Dick Harmon: News of Brandon Davies' dismissal comes at dramatic time for Cougars
And it has been a dandy of a season.
The shocking news couldn't have come at a more dramatic time for Dave Rose and his basketball program. It came one day after the Cougars attained a lofty No. 3 national ranking and the week BYU could win the Mountain West Conference title outright. It comes just when the national media declared the Cougars are in the hunt for a No. 1 seed in the NCAA tournament — the Davies news landed like a bomb.
Tonight, when the Cougars host the only league team that has defeated them, New Mexico, we will see how Rose, his staff and the team respond, both emotionally and strategically.
Make no mistake about it; the loss of Davies is a huge blow. His skill set, the tremendous impact he's had this late in the season in rebounding, blocks and scoring points will be missed.
The quickness to which BYU officials reacted to its investigation of Davies and his issue with the school's honor code means this wasn't a trivial issue. It wasn't probation; it was not an item that could be put off for a few weeks; it was a violation that required decisive and immediate action.
Davies is a good person.
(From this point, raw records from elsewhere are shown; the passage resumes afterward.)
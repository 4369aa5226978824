//! Environment-variable layers.

use figment::{providers::Env, value::Value as EnvValue};
use serde_json::{Map, Value};
use tracing::debug;

use crate::{ConfigLayer, DocsResult, DocsResultExt};

/// Prefix used when the loader is not given one.
pub const DEFAULT_ENV_PREFIX: &str = "DOCS_";

/// Collect variables starting with `prefix` into an environment layer.
///
/// The prefix is stripped and the remaining key lower-cased, so
/// `DOCS_RELEASE=oslo` sets `release`. `true`/`false` become booleans and
/// bracketed or braced values such as `[a, b]` become sequences or
/// mappings. Everything else stays the string it was declared as, so
/// `DOCS_VERSION=1.10` keeps its trailing zero.
///
/// Returns `Ok(None)` when no variable carries the prefix.
///
/// # Errors
///
/// Returns [`crate::DocsError::Deserialize`] when a structured value cannot
/// be represented as a setting.
pub fn environment_layer(prefix: &str) -> DocsResult<Option<ConfigLayer>> {
    let mut settings = Map::new();
    for (key, raw) in Env::prefixed(prefix).iter() {
        settings.insert(key.as_str().to_owned(), parse_value(&raw)?);
    }
    if settings.is_empty() {
        return Ok(None);
    }
    debug!(prefix, settings = settings.len(), "collected environment layer");
    Ok(Some(ConfigLayer::environment(Value::Object(settings))))
}

fn parse_value(raw: &str) -> DocsResult<Value> {
    let Ok(parsed) = raw.trim().parse::<EnvValue>();
    match parsed {
        EnvValue::Bool(_, flag) => Ok(Value::Bool(flag)),
        EnvValue::Array(..) | EnvValue::Dict(..) => serde_json::to_value(&parsed).into_docs(),
        _ => Ok(Value::String(raw.to_owned())),
    }
}
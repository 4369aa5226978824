//! Resolution of ordered layers into a single flat configuration mapping.

mod store;

use std::sync::Arc;

use serde_json::Value;
use tracing::{debug, info, trace};

use crate::{
    ConfigLayer, DocsError, DocsResult,
    layer::{SettingKind, json_type_name},
};

pub use store::ConfigStore;

/// Resolve `layers` into a [`ConfigStore`].
///
/// Layers apply in iteration order. For every setting of every layer the
/// store's entry is replaced outright: sequences and mappings from a later
/// layer replace earlier ones, they are never appended or deep-merged.
///
/// Resolution is fail-fast. The first malformed layer aborts it and no
/// partially resolved store is returned.
///
/// # Errors
///
/// Returns [`DocsError::EmptyLayers`] when `layers` yields nothing, and
/// [`DocsError::MalformedLayer`] when a layer is not a mapping or holds a
/// value that is not a setting.
///
/// # Examples
///
/// ```rust
/// use docs_config::{ConfigLayer, resolve};
/// use serde_json::json;
///
/// let store = resolve([
///     ConfigLayer::base(json!({"a": 1, "b": 2})),
///     ConfigLayer::branch("oslo", json!({"b": 3})),
/// ])?;
/// assert_eq!(store.into_value(), json!({"a": 1, "b": 3}));
/// # Ok::<_, std::sync::Arc<docs_config::DocsError>>(())
/// ```
pub fn resolve<I>(layers: I) -> DocsResult<ConfigStore>
where
    I: IntoIterator<Item = ConfigLayer>,
{
    let mut store = ConfigStore::default();
    let mut applied = 0_usize;
    for layer in layers {
        apply_layer(&mut store, layer)?;
        applied += 1;
    }
    if applied == 0 {
        return Err(Arc::new(DocsError::EmptyLayers));
    }
    info!(
        layers = applied,
        settings = store.len(),
        "resolved documentation configuration"
    );
    Ok(store)
}

fn apply_layer(store: &mut ConfigStore, layer: ConfigLayer) -> DocsResult<()> {
    let provenance = layer.provenance();
    let (name, raw) = layer.into_parts();
    let settings = match raw {
        Value::Object(map) => map,
        other => {
            return Err(Arc::new(DocsError::malformed(
                &name,
                None,
                format!(
                    "expected a mapping of settings, found {}",
                    json_type_name(&other)
                ),
            )));
        }
    };
    debug!(
        layer = %name,
        ?provenance,
        settings = settings.len(),
        "applying configuration layer"
    );
    for (setting, assigned) in settings {
        SettingKind::of(&assigned).map_err(|reason| {
            Arc::new(DocsError::malformed(&name, Some(setting.as_str()), reason))
        })?;
        if let Some(previous) = store.insert(setting.clone(), assigned, &name) {
            trace!(setting = %setting, layer = %name, %previous, "setting overridden");
        }
    }
    Ok(())
}

#[cfg(test)]
mod tests;
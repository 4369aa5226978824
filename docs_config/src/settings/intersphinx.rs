//! Cross-reference targets for the intersphinx mapping.

use serde::{Deserialize, Serialize};

/// Where the published documentation of another project lives.
///
/// Declared as a string or as a `[uri, inventory]` tuple whose inventory may
/// be `null`; serialises back as the tuple form.
#[derive(Clone, Debug, Deserialize, Serialize, PartialEq, Eq)]
#[serde(try_from = "RawTarget", into = "(String, Option<String>)")]
pub struct IntersphinxTarget {
    /// Base URI of the published documentation.
    pub uri: String,
    /// Explicit inventory location; `None` means `<uri>/objects.inv`.
    pub inventory: Option<String>,
}

impl IntersphinxTarget {
    /// Target for `project` published under `doc_url` on `branch`.
    ///
    /// ```rust
    /// use docs_config::settings::IntersphinxTarget;
    ///
    /// let target = IntersphinxTarget::for_project(
    ///     "https://docs.onap.org/projects",
    ///     "onap-aai-aai-common",
    ///     "oslo",
    /// );
    /// assert_eq!(
    ///     target.uri,
    ///     "https://docs.onap.org/projects/onap-aai-aai-common/en/oslo"
    /// );
    /// assert!(target.inventory.is_none());
    /// ```
    #[must_use]
    pub fn for_project(doc_url: &str, project: &str, branch: &str) -> Self {
        Self {
            uri: format!("{}/{project}/en/{branch}", doc_url.trim_end_matches('/')),
            inventory: None,
        }
    }
}

#[derive(Deserialize)]
#[serde(untagged)]
enum RawTarget {
    Uri(String),
    Tuple(Vec<Option<String>>),
}

impl TryFrom<RawTarget> for IntersphinxTarget {
    type Error = String;

    fn try_from(raw: RawTarget) -> Result<Self, Self::Error> {
        match raw {
            RawTarget::Uri(uri) => Ok(Self {
                uri,
                inventory: None,
            }),
            RawTarget::Tuple(members) => match members.as_slice() {
                [Some(uri)] => Ok(Self {
                    uri: uri.clone(),
                    inventory: None,
                }),
                [Some(uri), inventory] => Ok(Self {
                    uri: uri.clone(),
                    inventory: inventory.clone(),
                }),
                _ => Err(String::from(
                    "intersphinx target must be [uri] or [uri, inventory] with a non-null uri",
                )),
            },
        }
    }
}

impl From<IntersphinxTarget> for (String, Option<String>) {
    fn from(target: IntersphinxTarget) -> Self {
        (target.uri, target.inventory)
    }
}
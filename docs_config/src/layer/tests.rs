//! Unit tests for layer construction and setting classification.

use camino::Utf8PathBuf;
use rstest::rstest;
use serde_json::{Value, json};

use super::{ConfigLayer, LayerComposer, LayerProvenance, SettingKind};

#[rstest]
#[case::string(json!("onap"), SettingKind::String)]
#[case::boolean(json!(false), SettingKind::Bool)]
#[case::number(json!(2), SettingKind::Number)]
#[case::strings(json!(["sphinx.ext.intersphinx", "sphinx_tabs.tabs"]), SettingKind::Strings)]
#[case::empty_sequence(json!([]), SettingKind::Strings)]
#[case::records(
    json!([{"name": "PMS API", "page": "offeredapis/pms-api", "embed": true}]),
    SettingKind::Records
)]
#[case::theme_options(
    json!({"style_nav_header_background": "white", "sticky_navigation": "False"}),
    SettingKind::Mapping
)]
#[case::intersphinx(
    json!({"onap-aai": ["https://docs.onap.org/projects/onap-aai/en/oslo", null]}),
    SettingKind::Mapping
)]
#[case::empty_mapping(json!({}), SettingKind::Mapping)]
fn classifies_supported_values(#[case] value: Value, #[case] expected: SettingKind) {
    assert_eq!(SettingKind::of(&value), Ok(expected));
}

#[rstest]
#[case::null(json!(null), "null")]
#[case::mixed_sequence(json!(["a", {"b": "c"}]), "sequences")]
#[case::nested_record(json!([{"name": {"nested": true}}]), "sequences")]
#[case::mapping_with_bool(json!({"sticky_navigation": false}), "mapping values")]
#[case::mapping_with_record(json!({"onap": {"url": "x"}}), "mapping values")]
fn rejects_unsupported_values(#[case] value: Value, #[case] fragment: &str) {
    match SettingKind::of(&value) {
        Ok(kind) => panic!("expected {value} to be rejected, classified as {kind:?}"),
        Err(reason) => assert!(
            reason.contains(fragment),
            "unexpected reason {reason:?}; expected fragment {fragment:?}"
        ),
    }
}

#[test]
fn later_assignment_in_one_layer_wins() {
    let layer = ConfigLayer::from_assignments(
        "conf",
        [
            ("html_extra_path", json!(["offeredapis/openapitoolgen"])),
            ("redoc_uri", json!("https://example.invalid/first.js")),
            ("redoc_uri", json!("https://example.invalid/second.js")),
        ],
    );
    assert_eq!(
        layer.value(),
        &json!({
            "html_extra_path": ["offeredapis/openapitoolgen"],
            "redoc_uri": "https://example.invalid/second.js",
        })
    );
    assert_eq!(layer.provenance(), LayerProvenance::Inline);
}

#[test]
fn file_layer_is_named_after_its_path() {
    let path = Utf8PathBuf::from("docs/conf/oslo.toml");
    let layer = ConfigLayer::file(json!({}), path.clone());
    assert_eq!(layer.name(), "docs/conf/oslo.toml");
    assert_eq!(layer.path(), Some(path.as_path()));
    assert_eq!(layer.provenance(), LayerProvenance::File);
}

#[test]
fn composer_preserves_push_order() {
    let mut composer = LayerComposer::with_capacity(3);
    composer.push_base(json!({"project": "onap"}));
    composer.push_branch("oslo", json!({"release": "oslo"}));
    composer.push_environment(json!({"release": "paris"}));
    assert_eq!(composer.len(), 3);

    let provenances: Vec<LayerProvenance> = composer
        .layers()
        .iter()
        .map(ConfigLayer::provenance)
        .collect();
    assert_eq!(
        provenances,
        vec![
            LayerProvenance::Base,
            LayerProvenance::Branch,
            LayerProvenance::Environment,
        ]
    );
}
//! Reading configuration layers from files.
//!
//! A layer file may name a parent with `extends = "<path>"`. The parent is
//! loaded first, so a branch file that extends the shared base yields two
//! layers, base then branch, and [`crate::resolve`] applies them in that
//! order.

mod error;
mod extends;
mod loader;
mod parser;
mod path;

pub use loader::load_layer_file;
pub use path::canonicalise;

#[cfg(test)]
mod tests;
//! Advisory checks for documents referenced by the configuration.

use std::fmt;

use camino::Utf8Path;
use cap_std::{ambient_authority, fs_utf8::Dir};
use tracing::warn;

use crate::DocsSettings;

/// A Redoc entry whose OpenAPI document does not exist.
///
/// Advisory only: the renderer or link checker decides whether it matters.
#[derive(Clone, Debug, PartialEq, Eq)]
pub struct ReferenceMissing {
    /// Name of the Redoc entry.
    pub entry: String,
    /// Declared spec path.
    pub spec: String,
}

impl fmt::Display for ReferenceMissing {
    fn fmt(&self, f: &mut fmt::Formatter<'_>) -> fmt::Result {
        write!(
            f,
            "redoc entry '{}' references missing document '{}'",
            self.entry, self.spec
        )
    }
}

/// Report Redoc entries whose `spec` is not a file under `source_dir`.
///
/// Spec paths are resolved inside `source_dir` only; absolute paths and
/// paths escaping the directory count as missing. Every advisory is also
/// logged at `warn` level.
///
/// This is an early hint, not validation: the renderer and link checker
/// remain the authority on whether a document can be used, and an empty
/// result says nothing about the document's contents.
#[must_use]
pub fn check_references(settings: &DocsSettings, source_dir: &Utf8Path) -> Vec<ReferenceMissing> {
    let dir = match Dir::open_ambient_dir(source_dir, ambient_authority()) {
        Ok(dir) => Some(dir),
        Err(err) => {
            warn!(%source_dir, %err, "cannot open documentation source directory");
            None
        }
    };
    settings
        .redoc
        .iter()
        .filter(|entry| !dir.as_ref().is_some_and(|d| d.is_file(&entry.spec)))
        .map(|entry| {
            let missing = ReferenceMissing {
                entry: entry.name.clone(),
                spec: entry.spec.clone(),
            };
            warn!(entry = %missing.entry, spec = %missing.spec, "{missing}");
            missing
        })
        .collect()
}
//! Builder that accumulates configuration layers in application order.

use camino::Utf8PathBuf;
use serde_json::Value;

use super::ConfigLayer;

/// Builder that accumulates [`ConfigLayer`] instances.
///
/// Layers are returned in the order they were pushed, which is the order
/// [`crate::resolve`] applies them.
///
/// ```rust
/// use docs_config::{LayerComposer, resolve};
/// use serde_json::json;
///
/// let mut composer = LayerComposer::new();
/// composer.push_base(json!({"project": "onap", "release": "master"}));
/// composer.push_branch("oslo", json!({"release": "oslo"}));
///
/// let store = resolve(composer)?;
/// assert_eq!(store.get("release"), Some(&json!("oslo")));
/// assert_eq!(store.origin("project"), Some("base"));
/// # Ok::<_, std::sync::Arc<docs_config::DocsError>>(())
/// ```
#[derive(Debug, Default)]
pub struct LayerComposer {
    layers: Vec<ConfigLayer>,
}

impl LayerComposer {
    /// Create an empty composer.
    #[must_use]
    pub const fn new() -> Self {
        Self { layers: Vec::new() }
    }

    /// Create a composer with preallocated capacity.
    #[must_use]
    pub fn with_capacity(capacity: usize) -> Self {
        Self {
            layers: Vec::with_capacity(capacity),
        }
    }

    /// Push the base layer.
    pub fn push_base(&mut self, value: Value) {
        self.push_layer(ConfigLayer::base(value));
    }

    /// Push a branch override layer.
    pub fn push_branch(&mut self, branch: impl Into<String>, value: Value) {
        self.push_layer(ConfigLayer::branch(branch, value));
    }

    /// Push a layer read from a file.
    pub fn push_file(&mut self, value: Value, path: Utf8PathBuf) {
        self.push_layer(ConfigLayer::file(value, path));
    }

    /// Push an environment layer.
    pub fn push_environment(&mut self, value: Value) {
        self.push_layer(ConfigLayer::environment(value));
    }

    /// Push an arbitrary layer.
    pub fn push_layer(&mut self, layer: ConfigLayer) {
        self.layers.push(layer);
    }

    /// Append every layer yielded by `layers`.
    pub fn extend<I>(&mut self, layers: I)
    where
        I: IntoIterator<Item = ConfigLayer>,
    {
        self.layers.extend(layers);
    }

    /// Number of layers accumulated so far.
    #[must_use]
    pub const fn len(&self) -> usize {
        self.layers.len()
    }

    /// Returns `true` when no layers have been pushed.
    #[must_use]
    pub const fn is_empty(&self) -> bool {
        self.layers.is_empty()
    }

    /// Consume the composer and return the accumulated layers.
    #[must_use]
    pub fn layers(self) -> Vec<ConfigLayer> {
        self.layers
    }
}

impl IntoIterator for LayerComposer {
    type Item = ConfigLayer;
    type IntoIter = std::vec::IntoIter<ConfigLayer>;

    fn into_iter(self) -> Self::IntoIter {
        self.layers.into_iter()
    }
}
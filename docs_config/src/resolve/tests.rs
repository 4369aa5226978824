//! Unit tests for layer resolution semantics.

use anyhow::{Result, anyhow, ensure};
use rstest::{fixture, rstest};
use serde_json::{Value, json};

use super::resolve;
use crate::{ConfigLayer, DocsError};

#[fixture]
fn base_and_branch() -> Vec<ConfigLayer> {
    vec![
        ConfigLayer::base(json!({
            "project": "onap",
            "release": "master",
            "extensions": ["sphinx.ext.intersphinx", "sphinx.ext.graphviz"],
            "html_theme_options": {"style_nav_header_background": "white"},
        })),
        ConfigLayer::branch(
            "oslo",
            json!({
                "release": "oslo",
                "extensions": ["sphinxcontrib.redoc"],
                "html_theme_options": {"sticky_navigation": "False"},
            }),
        ),
    ]
}

#[rstest]
fn last_write_wins_across_layers() -> Result<()> {
    let store = resolve([
        ConfigLayer::base(json!({"a": 1, "b": 2})),
        ConfigLayer::branch("override", json!({"b": 3})),
    ])
    .map_err(|err| anyhow!(err.to_string()))?;
    ensure!(
        store.clone().into_value() == json!({"a": 1, "b": 3}),
        "unexpected store {store:?}"
    );
    ensure!(store.origin("a") == Some("base"), "a should come from base");
    ensure!(store.origin("b") == Some("override"), "b should come from override");
    ensure!(store.contains("b") && !store.contains("c"), "contains mismatch");
    let entries: Vec<(&str, &Value)> = store.iter().collect();
    ensure!(
        entries == [("a", &json!(1)), ("b", &json!(3))],
        "iteration should follow name order, got {entries:?}"
    );
    ensure!(
        store.as_map().get("b") == Some(&json!(3)),
        "as_map should expose the resolved mapping"
    );
    Ok(())
}

#[rstest]
fn sequences_and_mappings_are_replaced(base_and_branch: Vec<ConfigLayer>) -> Result<()> {
    let store = resolve(base_and_branch).map_err(|err| anyhow!(err.to_string()))?;
    ensure!(
        store.get("extensions") == Some(&json!(["sphinxcontrib.redoc"])),
        "extensions must be replaced, got {:?}",
        store.get("extensions")
    );
    ensure!(
        store.get("html_theme_options") == Some(&json!({"sticky_navigation": "False"})),
        "mappings must be replaced, got {:?}",
        store.get("html_theme_options")
    );
    ensure!(store.get("project") == Some(&json!("onap")), "project lost");
    Ok(())
}

#[rstest]
fn resolution_is_deterministic(base_and_branch: Vec<ConfigLayer>) -> Result<()> {
    let first = resolve(base_and_branch.clone()).map_err(|err| anyhow!(err.to_string()))?;
    let second = resolve(base_and_branch).map_err(|err| anyhow!(err.to_string()))?;
    ensure!(first == second, "repeated resolution diverged");
    Ok(())
}

#[test]
fn duplicate_within_a_layer_resolves_to_later_value() -> Result<()> {
    let duplicated = ConfigLayer::from_assignments("conf", [("a", json!(1)), ("a", json!(2))]);
    let single = ConfigLayer::inline("conf", json!({"a": 2}));
    let from_duplicate = resolve([duplicated]).map_err(|err| anyhow!(err.to_string()))?;
    let from_single = resolve([single]).map_err(|err| anyhow!(err.to_string()))?;
    ensure!(from_duplicate == from_single, "duplicate assignment should match single");
    Ok(())
}

#[test]
fn empty_input_is_a_config_error() {
    let err = match resolve(Vec::<ConfigLayer>::new()) {
        Ok(store) => panic!("expected empty input to fail, got {store:?}"),
        Err(err) => err,
    };
    assert!(matches!(err.as_ref(), DocsError::EmptyLayers));
    assert!(err.is_config_error());
}

#[rstest]
#[case::array(json!(["project"]), None, "found array")]
#[case::string(json!("project = onap"), None, "found string")]
#[case::null_setting(json!({"project": "onap", "html_logo": null}), Some("html_logo"), "null")]
#[case::mixed_sequence(json!({"redoc": ["PMS API", {"name": "x"}]}), Some("redoc"), "sequences")]
fn malformed_layers_name_layer_and_setting(
    #[case] raw: Value,
    #[case] setting: Option<&str>,
    #[case] fragment: &str,
) {
    let layers = [
        ConfigLayer::base(json!({"project": "onap"})),
        ConfigLayer::branch("oslo", raw),
    ];
    let err = match resolve(layers) {
        Ok(store) => panic!("expected malformed layer to fail, got {store:?}"),
        Err(err) => err,
    };
    match err.as_ref() {
        DocsError::MalformedLayer {
            layer,
            setting: actual,
            message,
        } => {
            assert_eq!(layer, "oslo");
            assert_eq!(actual.as_deref(), setting);
            assert!(message.contains(fragment), "unexpected message {message}");
        }
        other => panic!("expected MalformedLayer, got {other:?}"),
    }
}

#[test]
fn redoc_override_replaces_base_entries() -> Result<()> {
    let store = resolve([
        ConfigLayer::base(json!({
            "project": "onap",
            "redoc": [{"name": "PMS API", "page": "pms-api", "spec": "pms-api.json", "embed": true}],
        })),
        ConfigLayer::branch(
            "override",
            json!({
                "redoc": [{
                    "name": "PMS API V3",
                    "page": "pms-api-v3",
                    "spec": "pms-api-v3.json",
                    "embed": true,
                }],
            }),
        ),
    ])
    .map_err(|err| anyhow!(err.to_string()))?;
    let entries = store
        .get("redoc")
        .and_then(Value::as_array)
        .ok_or_else(|| anyhow!("redoc missing"))?;
    ensure!(entries.len() == 1, "expected one entry, got {entries:?}");
    ensure!(
        entries.first().and_then(|e| e.get("name")) == Some(&json!("PMS API V3")),
        "unexpected entries {entries:?}"
    );
    Ok(())
}
//! Container for the violations collected by one validation pass.

use std::{error::Error, fmt, sync::Arc};

use super::DocsError;

/// Every [`DocsError`] found while validating resolved settings, in the
/// order the checks ran.
///
/// # Examples
///
/// ```
/// use docs_config::DocsError;
///
/// let err = DocsError::try_aggregate(vec![
///     DocsError::validation("project", "must not be empty"),
///     DocsError::validation("release", "must not be empty"),
/// ]);
/// if let Some(DocsError::Aggregate(agg)) = err {
///     assert_eq!(agg.len(), 2);
/// }
/// ```
#[derive(Debug, Default)]
pub struct AggregatedErrors(Vec<Arc<DocsError>>);

impl AggregatedErrors {
    /// Create a new aggregation from a vector of errors.
    #[must_use]
    pub const fn new(errors: Vec<Arc<DocsError>>) -> Self {
        Self(errors)
    }

    /// Iterate over the contained errors.
    #[must_use = "iterators should be consumed to inspect errors"]
    pub fn iter(&self) -> impl Iterator<Item = &DocsError> {
        self.0.iter().map(Arc::as_ref)
    }

    /// Number of errors in the aggregation.
    #[must_use]
    pub const fn len(&self) -> usize {
        self.0.len()
    }

    /// Returns `true` when the aggregation holds no errors.
    #[must_use]
    pub const fn is_empty(&self) -> bool {
        self.0.is_empty()
    }
}

impl fmt::Display for AggregatedErrors {
    fn fmt(&self, f: &mut fmt::Formatter<'_>) -> fmt::Result {
        for (i, e) in self.0.iter().enumerate() {
            if i > 0 {
                writeln!(f)?;
            }
            write!(f, "{}: {e}", i + 1)?;
        }
        Ok(())
    }
}

impl Error for AggregatedErrors {}
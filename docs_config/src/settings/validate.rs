//! Post-resolution checks on the typed settings.

use std::collections::HashMap;
use std::collections::hash_map::Entry;
use std::sync::Arc;

use crate::{DocsError, DocsResult};

use super::DocsSettings;

/// Extension that renders Redoc pages.
pub const REDOC_EXTENSION: &str = "sphinxcontrib.redoc";

impl DocsSettings {
    /// Check the settings a renderer cannot work without.
    ///
    /// Every violation is collected before returning so one build run
    /// reports all of them.
    ///
    /// # Errors
    ///
    /// Returns [`DocsError::Validation`] for a single violation and
    /// [`DocsError::Aggregate`] when there are several.
    ///
    /// # Examples
    ///
    /// ```rust
    /// use docs_config::{ConfigLayer, resolve};
    /// use serde_json::json;
    ///
    /// let store = resolve([ConfigLayer::base(json!({
    ///     "project": "onap",
    ///     "release": "oslo",
    ///     "version": "",
    /// }))])?;
    /// let err = store.settings()?.validate().unwrap_err();
    /// assert!(err.to_string().contains("'version'"));
    /// # Ok::<_, std::sync::Arc<docs_config::DocsError>>(())
    /// ```
    pub fn validate(&self) -> DocsResult<()> {
        let mut errors = Vec::new();
        for (key, value) in [
            ("project", &self.project),
            ("release", &self.release),
            ("version", &self.version),
            ("master_doc", &self.master_doc),
        ] {
            if value.trim().is_empty() {
                errors.push(DocsError::validation(key, "must not be empty"));
            }
        }
        self.validate_redoc(&mut errors);
        match DocsError::try_aggregate(errors) {
            Some(err) => Err(Arc::new(err)),
            None => Ok(()),
        }
    }

    fn validate_redoc(&self, errors: &mut Vec<DocsError>) {
        if self.redoc.is_empty() {
            return;
        }
        if self.redoc_uri.as_deref().is_none_or(|uri| uri.trim().is_empty()) {
            errors.push(DocsError::validation(
                "redoc_uri",
                "must be set when redoc pages are declared",
            ));
        }
        if !self.has_extension(REDOC_EXTENSION) {
            errors.push(DocsError::validation(
                "extensions",
                format!("must include '{REDOC_EXTENSION}' when redoc pages are declared"),
            ));
        }
        let mut pages: HashMap<&str, usize> = HashMap::new();
        for (index, entry) in self.redoc.iter().enumerate() {
            for (field, value) in [
                ("name", &entry.name),
                ("page", &entry.page),
                ("spec", &entry.spec),
            ] {
                if value.trim().is_empty() {
                    errors.push(DocsError::validation(
                        format!("redoc[{index}].{field}"),
                        "must not be empty",
                    ));
                }
            }
            match pages.entry(entry.page.as_str()) {
                Entry::Occupied(first) => errors.push(DocsError::validation(
                    format!("redoc[{index}].page"),
                    format!(
                        "duplicates the page of redoc[{}] ('{}')",
                        first.get(),
                        entry.page
                    ),
                )),
                Entry::Vacant(slot) => {
                    slot.insert(index);
                }
            }
        }
    }
}
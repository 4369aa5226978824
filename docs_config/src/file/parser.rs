//! Format-specific parsing of layer files.

use figment::{
    Figment,
    providers::{Format, Toml},
};
use serde_json::Value;

use std::path::Path;

use crate::DocsResult;

use super::error::file_error;

/// Parse layer contents according to the file extension.
///
/// `.json` parses as JSON, `.yaml`/`.yml` as YAML (feature `yaml`), and
/// anything else as TOML.
///
/// # Errors
///
/// Returns a [`crate::DocsError::File`] when the contents fail to parse or
/// the format's feature is disabled.
pub(super) fn parse_layer_by_format(path: &Path, data: &str) -> DocsResult<Value> {
    let ext = path
        .extension()
        .and_then(|e| e.to_str())
        .map(str::to_ascii_lowercase);
    match ext.as_deref() {
        Some("json") => serde_json::from_str(data).map_err(|e| file_error(path, e)),
        Some("yaml" | "yml") => parse_yaml(path, data),
        _ => {
            // Validate with `toml` first so syntax errors carry this file's path.
            toml::from_str::<toml::Value>(data).map_err(|e| file_error(path, e))?;
            Figment::from(Toml::string(data))
                .extract()
                .map_err(|e| file_error(path, e))
        }
    }
}

#[cfg(feature = "yaml")]
fn parse_yaml(path: &Path, data: &str) -> DocsResult<Value> {
    serde_saphyr::from_str_with_options(
        data,
        serde_saphyr::Options {
            strict_booleans: true,
            ..serde_saphyr::Options::default()
        },
    )
    .map_err(|e| file_error(path, e))
}

#[cfg(not(feature = "yaml"))]
fn parse_yaml(path: &Path, _data: &str) -> DocsResult<Value> {
    Err(file_error(
        path,
        std::io::Error::other(
            "yaml feature disabled: enable the 'yaml' feature to support this file format",
        ),
    ))
}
I wish Davies well as he tackles this issue. Everyone makes mistakes and they should be able to work out their challenges and grow from the experience with support from family, friends and the university community. He was adopted by a single mother as an infant, and his story so far has been inspiring.
Subtract Davies from BYU's roster and you poke the Cougars in a soft spot that was already suspect. He has been BYU's most-polished post player. But he was a post player on a team that is geared for shooting 3-pointers and running fast breaks. The fast breaks work a whole lot better when you have a guy like Davies pulling down rebounds.
When Davies has been in foul trouble and sat on the bench, which is often, Rose has reacted by deploying a unique committee.
That committee consists of 6-8 junior Noah Hartsock, 6-10 junior James Anderson and 6-6 Logan Magnusson. Now, athletic 6-6 junior Charles Abouo, fresh off three outstanding career-type games, may also be part of the mix.
While Davies' great offensive skill set will be missed, the biggest impact on the floor might be on the other end where Davies got in foul trouble a lot defending the post. BYU needs post defenders. It will also impact rebounding, a talent Davies excelled at.
It will have an immediate domino effect on the roster. If Hartsock starts as center, 6-8 forward Stephen Rogers will replace him. If Abouo is used in the post, especially for rebounding, the former small forward starter Kyle Collinsworth will have to step up.
BYU's post committee will be smaller in statue. And it will have to be good.
On the other hand, Davies was a foul machine. He has committed 90 personal fouls this season, 12 more than Jackson Emery, who might be the best defensive player in the MWC. It has been a liability.
Of the starters who have started all season long, Davies has averaged the fewest minutes due to fouls, just 24.9 minutes a game. He has spent a lot of time sweating out two fouls in the first halves of many a game on the bench. In short, he struggles to stay on the court.
Rose and his staff have shown a penchant for making adjustments and inspiring players to step up when called upon. They have had to do this all season when Davies got in foul trouble.
Adjusting bodies is what Rose does best.
This happened with freshman Kyle Collinsworth, when they asked him to start right out of the chute, and again when he was sidelined last month with a concussion and an able Abouo replaced him.